According to PAMI sources, this documentation consists of the vaccines earmarked for the elderly covered by the national healthcare scheme within City Hall’s vaccine plan, the lists of PAMI members supplied to the municipal authorities, the dates of delivery of the syringes and the certificates marking every step.
The City Health Ministry was asked for information regarding distribution of the vaccine doses, the lists supplied PAMI and the mechanism for assigning inoculation shifts.
The sources described this as "the first steps of the investigation" formally opened late Thursday.
Volnovich triggered this case by complaining that the City vaccine centres opened by PAMI were "empty," blaming "poor logistics" on the part of City Hall, the Noticias Argentinas news agency reported.
"I cannot believe my eyes.
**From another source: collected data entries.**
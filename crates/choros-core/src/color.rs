use std::fmt;
use std::str::FromStr;

use crate::error::{Error, Result};

/// JS `Math.round`: ties round up, including for negatives.
pub(crate) fn js_round(v: f64) -> f64 {
    (v + 0.5).floor()
}

/// An sRGB color with float channels in 0..=255, the way d3-color carries
/// them. Interpolation stays in floats; rounding and clamping happen at
/// display time.
#[derive(Debug, Clone, Copy, PartialEq)]
pub struct Rgb {
    pub r: f64,
    pub g: f64,
    pub b: f64,
}

impl Rgb {
    pub const WHITE: Rgb = Rgb::new(255.0, 255.0, 255.0);
    pub const BLACK: Rgb = Rgb::new(0.0, 0.0, 0.0);

    pub const fn new(r: f64, g: f64, b: f64) -> Self {
        Self { r, g, b }
    }

    /// Parses `#rgb`, `#rrggbb`, `rgb(r, g, b)` and the keywords `white`
    /// and `black`.
    pub fn parse(value: &str) -> Result<Self> {
        let v = value.trim();
        if let Some(hex) = v.strip_prefix('#') {
            return parse_hex(hex).ok_or_else(|| Error::Color {
                value: value.to_string(),
            });
        }
        if let Some(body) = v.strip_prefix("rgb(").and_then(|rest| rest.strip_suffix(')')) {
            return parse_rgb_body(body).ok_or_else(|| Error::Color {
                value: value.to_string(),
            });
        }
        match v.to_ascii_lowercase().as_str() {
            "white" => Ok(Rgb::WHITE),
            "black" => Ok(Rgb::BLACK),
            _ => Err(Error::Color {
                value: value.to_string(),
            }),
        }
    }
}

fn parse_hex(hex: &str) -> Option<Rgb> {
    if !hex.is_ascii() {
        return None;
    }
    match hex.len() {
        3 => {
            let digit = |i: usize| u8::from_str_radix(&hex[i..i + 1], 16).ok();
            Some(Rgb::new(
                (digit(0)? * 17) as f64,
                (digit(1)? * 17) as f64,
                (digit(2)? * 17) as f64,
            ))
        }
        6 => {
            let pair = |i: usize| u8::from_str_radix(&hex[i..i + 2], 16).ok();
            Some(Rgb::new(
                pair(0)? as f64,
                pair(2)? as f64,
                pair(4)? as f64,
            ))
        }
        _ => None,
    }
}

fn parse_rgb_body(body: &str) -> Option<Rgb> {
    let mut channels = body.split(',').map(|part| part.trim().parse::<f64>().ok());
    let r = channels.next()??;
    let g = channels.next()??;
    let b = channels.next()??;
    if channels.next().is_some() {
        return None;
    }
    Some(Rgb::new(r, g, b))
}

impl FromStr for Rgb {
    type Err = Error;

    fn from_str(s: &str) -> Result<Self> {
        Rgb::parse(s)
    }
}

impl fmt::Display for Rgb {
    /// d3-color serialization: `rgb(r, g, b)` with rounded, clamped
    /// channels.
    fn fmt(&self, f: &mut fmt::Formatter<'_>) -> fmt::Result {
        write!(
            f,
            "rgb({}, {}, {})",
            channel(self.r),
            channel(self.g),
            channel(self.b)
        )
    }
}

fn channel(v: f64) -> i64 {
    js_round(v).clamp(0.0, 255.0) as i64
}

/// Linear per-channel interpolation, the d3-interpolate rgb default.
pub fn lerp(a: Rgb, b: Rgb, t: f64) -> Rgb {
    Rgb {
        r: a.r + (b.r - a.r) * t,
        g: a.g + (b.g - a.g) * t,
        b: a.b + (b.b - a.b) * t,
    }
}
//! Text measurement seam for tooltip sizing.
//!
//! The production chart asks the DOM for each tooltip line's bounding box.
//! Headless rendering replaces that with a [`TextMeasurer`] implementation;
//! the deterministic default approximates browser metrics closely enough for
//! layout while staying reproducible across platforms.

use serde::{Deserialize, Serialize};

#[derive(Debug, Clone, PartialEq, Serialize, Deserialize)]
#[serde(default)]
pub struct TextStyle {
    pub font_family: Option<String>,
    pub font_size: f64,
    pub font_weight: Option<String>,
}

impl Default for TextStyle {
    fn default() -> Self {
        Self {
            font_family: None,
            font_size: 16.0,
            font_weight: None,
        }
    }
}

#[derive(Debug, Clone, Copy, PartialEq)]
pub struct TextMetrics {
    pub width: f64,
    pub height: f64,
}

pub trait TextMeasurer {
    fn measure(&self, text: &str, style: &TextStyle) -> TextMetrics;
}

/// Fixed-factor measurer: every character is `char_width_factor * font_size`
/// wide. Not typographically accurate, but stable, which is what tooltip
/// box sizing needs.
#[derive(Debug, Clone)]
pub struct DeterministicTextMeasurer {
    pub char_width_factor: f64,
    pub line_height_factor: f64,
}

impl Default for DeterministicTextMeasurer {
    fn default() -> Self {
        Self {
            char_width_factor: 0.6,
            line_height_factor: 1.2,
        }
    }
}

impl TextMeasurer for DeterministicTextMeasurer {
    fn measure(&self, text: &str, style: &TextStyle) -> TextMetrics {
        let char_width_factor = if self.char_width_factor > 0.0 {
            self.char_width_factor
        } else {
            0.6
        };
        let line_height_factor = if self.line_height_factor > 0.0 {
            self.line_height_factor
        } else {
            1.2
        };
        let chars = text.chars().count() as f64;
        TextMetrics {
            width: chars * style.font_size * char_width_factor,
            height: style.font_size * line_height_factor,
        }
    }
}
In the City of Buenos Aires we have refrigerators bulging with refrigerators against Covid but the vaccination posts are empty. I went personally to see what was going on," the La Cámpora leader said via Twitter, recalling that last Monday PAMI had opened "three centres to vaccinate 1,200 elderly people a day."
"But do you know what, only 30 percent of the people came. Strange, no? Do you know how many appointments were assigned for tomorrow? Zero, yes zero. With hundreds of vaccines in the refrigerator," remarked Volnovich.
This prompted her to contact the people with appointments to find out what was going on, she said.
"The result? I still cannot recover from my amazement – people who had never registered, dead people, people who had no idea they had an appointment and people already vaccinated. This makes me doubt the whole City vaccination campaign. How do they assign their priorities and distribute vaccine? Why are there some elderly people still waiting after two months and others vaccinated within 48 hours? Why don’t they fix more appointments at the PAMI vaccination centres?"
Finally, Volnovich blasted City Mayor Horacio Rodríguez Larreta "for saying that he had all the logistics ready for when more vaccines arrive when I see the contrary – we have the vaccines but the City logistics are lacking."
Last month the national official had criticised Rodríguez Larreta for not permitting PAMI to participate in the City’s vaccinations against coronavirus and in the most recent meeting between President Alberto Fernández and Rodríguez Larreta this criticism was quoted by the former when the mayor asked for more vaccines to immunise more of the elderly, whereupon the President recommended PAMI being allowed to vaccinate within the City, to which Rodríguez Larreta agreed.
Yesterday Deputy Fernanda Vallejos (Frente de Todos-Buenos Aires Province) backed up Volnovich by presenting a bill expressing concern about vaccine irregularities affecting pensioners in Buenos Aires City, calling for the PAMI chief’s charges to be “duly investigated ” in court as “a threat to public health as affecting a risk group.”
PAMI officials were reported yesterday afternoon to be contacting the City Health Ministry under Fernán Quirós virtually over the charges. Quirós maintained that the "inaccuracies and erroneous data" were in the lists supplied by PAMI whereupon PAMI said it would ask the municipal authorities "to assign to the vaccination centres of our healthcare scheme only those persons voluntarily registered in the website of the Government of the City of Buenos Aires."